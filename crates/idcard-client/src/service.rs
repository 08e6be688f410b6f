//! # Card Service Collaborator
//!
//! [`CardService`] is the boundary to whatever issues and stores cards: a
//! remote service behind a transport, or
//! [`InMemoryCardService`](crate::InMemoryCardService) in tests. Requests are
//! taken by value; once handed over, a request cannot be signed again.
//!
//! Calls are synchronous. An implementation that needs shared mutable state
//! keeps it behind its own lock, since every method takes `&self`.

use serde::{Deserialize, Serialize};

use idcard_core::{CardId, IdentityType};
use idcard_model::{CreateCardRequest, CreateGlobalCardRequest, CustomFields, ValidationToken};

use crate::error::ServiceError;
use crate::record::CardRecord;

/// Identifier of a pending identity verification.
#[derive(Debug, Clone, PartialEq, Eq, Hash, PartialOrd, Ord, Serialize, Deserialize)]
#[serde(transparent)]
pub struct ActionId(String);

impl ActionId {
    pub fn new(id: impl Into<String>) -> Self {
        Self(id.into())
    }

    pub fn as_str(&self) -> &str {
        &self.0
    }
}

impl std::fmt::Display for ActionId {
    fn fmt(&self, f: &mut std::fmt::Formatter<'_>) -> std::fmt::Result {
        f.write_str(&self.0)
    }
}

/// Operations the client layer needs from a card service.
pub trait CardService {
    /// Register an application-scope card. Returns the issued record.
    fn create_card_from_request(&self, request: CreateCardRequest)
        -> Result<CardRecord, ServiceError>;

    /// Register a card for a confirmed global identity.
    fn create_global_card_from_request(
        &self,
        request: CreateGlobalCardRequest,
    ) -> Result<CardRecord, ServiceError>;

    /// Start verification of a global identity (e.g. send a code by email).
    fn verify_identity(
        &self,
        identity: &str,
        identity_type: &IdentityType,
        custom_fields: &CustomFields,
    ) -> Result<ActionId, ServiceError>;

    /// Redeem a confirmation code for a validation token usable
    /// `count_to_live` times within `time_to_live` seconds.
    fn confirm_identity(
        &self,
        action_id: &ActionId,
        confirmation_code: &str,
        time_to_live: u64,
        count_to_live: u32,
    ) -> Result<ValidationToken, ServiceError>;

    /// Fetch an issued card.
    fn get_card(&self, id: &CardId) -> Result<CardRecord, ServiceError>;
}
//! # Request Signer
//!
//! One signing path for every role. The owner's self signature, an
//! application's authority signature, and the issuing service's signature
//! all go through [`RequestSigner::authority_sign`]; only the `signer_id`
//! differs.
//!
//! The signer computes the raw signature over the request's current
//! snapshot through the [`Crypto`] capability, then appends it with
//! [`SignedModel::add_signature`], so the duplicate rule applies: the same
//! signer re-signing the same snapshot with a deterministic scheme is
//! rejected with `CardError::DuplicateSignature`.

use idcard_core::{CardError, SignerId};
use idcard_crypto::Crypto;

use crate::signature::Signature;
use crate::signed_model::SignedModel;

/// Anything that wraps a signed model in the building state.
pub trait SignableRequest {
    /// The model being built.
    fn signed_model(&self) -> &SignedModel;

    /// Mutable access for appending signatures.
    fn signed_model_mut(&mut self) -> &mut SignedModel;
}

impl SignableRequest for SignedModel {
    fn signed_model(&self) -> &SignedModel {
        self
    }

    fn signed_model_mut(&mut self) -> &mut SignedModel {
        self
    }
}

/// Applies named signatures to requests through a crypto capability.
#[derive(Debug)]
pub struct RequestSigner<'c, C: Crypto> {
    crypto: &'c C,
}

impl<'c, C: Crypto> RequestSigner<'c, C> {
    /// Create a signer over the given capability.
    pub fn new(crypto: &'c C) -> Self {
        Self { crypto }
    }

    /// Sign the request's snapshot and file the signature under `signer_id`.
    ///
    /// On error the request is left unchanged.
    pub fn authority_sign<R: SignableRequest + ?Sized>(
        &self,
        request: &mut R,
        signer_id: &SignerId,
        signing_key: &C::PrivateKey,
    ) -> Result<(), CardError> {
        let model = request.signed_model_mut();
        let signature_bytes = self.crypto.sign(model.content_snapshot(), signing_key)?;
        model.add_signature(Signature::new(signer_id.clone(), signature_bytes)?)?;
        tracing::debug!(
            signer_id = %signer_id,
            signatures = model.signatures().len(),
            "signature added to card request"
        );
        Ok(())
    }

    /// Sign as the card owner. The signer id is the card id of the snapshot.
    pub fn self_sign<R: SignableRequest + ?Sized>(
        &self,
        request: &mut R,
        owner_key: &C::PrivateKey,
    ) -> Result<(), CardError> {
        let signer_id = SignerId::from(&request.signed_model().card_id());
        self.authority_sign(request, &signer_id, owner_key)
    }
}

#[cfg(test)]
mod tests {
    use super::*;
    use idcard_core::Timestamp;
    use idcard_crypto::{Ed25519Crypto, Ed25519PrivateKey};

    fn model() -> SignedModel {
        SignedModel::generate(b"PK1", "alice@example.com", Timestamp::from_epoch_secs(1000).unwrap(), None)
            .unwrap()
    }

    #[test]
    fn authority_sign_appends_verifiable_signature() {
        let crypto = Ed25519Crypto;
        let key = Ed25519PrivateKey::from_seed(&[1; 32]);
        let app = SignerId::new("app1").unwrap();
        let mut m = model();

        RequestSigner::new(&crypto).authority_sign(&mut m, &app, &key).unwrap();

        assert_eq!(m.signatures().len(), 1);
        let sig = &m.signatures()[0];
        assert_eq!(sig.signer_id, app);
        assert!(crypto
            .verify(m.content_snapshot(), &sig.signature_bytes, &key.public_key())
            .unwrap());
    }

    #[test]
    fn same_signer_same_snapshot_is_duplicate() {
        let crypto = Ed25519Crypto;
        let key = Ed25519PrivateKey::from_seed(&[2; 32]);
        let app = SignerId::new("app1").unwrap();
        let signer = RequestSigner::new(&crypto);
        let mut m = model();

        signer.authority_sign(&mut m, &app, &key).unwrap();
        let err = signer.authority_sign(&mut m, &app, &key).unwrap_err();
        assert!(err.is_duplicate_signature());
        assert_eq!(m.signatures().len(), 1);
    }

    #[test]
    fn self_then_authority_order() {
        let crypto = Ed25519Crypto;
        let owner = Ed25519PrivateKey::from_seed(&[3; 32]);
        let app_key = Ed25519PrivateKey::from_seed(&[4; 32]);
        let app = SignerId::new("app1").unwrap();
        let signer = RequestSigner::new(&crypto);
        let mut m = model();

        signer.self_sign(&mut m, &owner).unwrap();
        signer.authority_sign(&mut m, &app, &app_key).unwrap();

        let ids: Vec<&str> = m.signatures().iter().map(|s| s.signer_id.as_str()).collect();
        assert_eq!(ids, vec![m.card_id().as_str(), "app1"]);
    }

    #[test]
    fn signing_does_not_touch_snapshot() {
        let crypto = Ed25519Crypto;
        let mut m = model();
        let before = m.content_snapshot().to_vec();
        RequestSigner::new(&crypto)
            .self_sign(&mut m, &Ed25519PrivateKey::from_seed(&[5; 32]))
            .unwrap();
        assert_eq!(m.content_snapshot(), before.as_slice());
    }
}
********
**What you are asked to do**
Take the line that contains "let before = m.content_snapshot().to_vec();" and every line after it in the material above. Set those lines down exactly and nothing more.

**Your response**
        let before = m.content_snapshot().to_vec();
        RequestSigner::new(&crypto)
            .self_sign(&mut m, &Ed25519PrivateKey::from_seed(&[5; 32]))
            .unwrap();
        assert_eq!(m.content_snapshot(), before.as_slice());
    }
}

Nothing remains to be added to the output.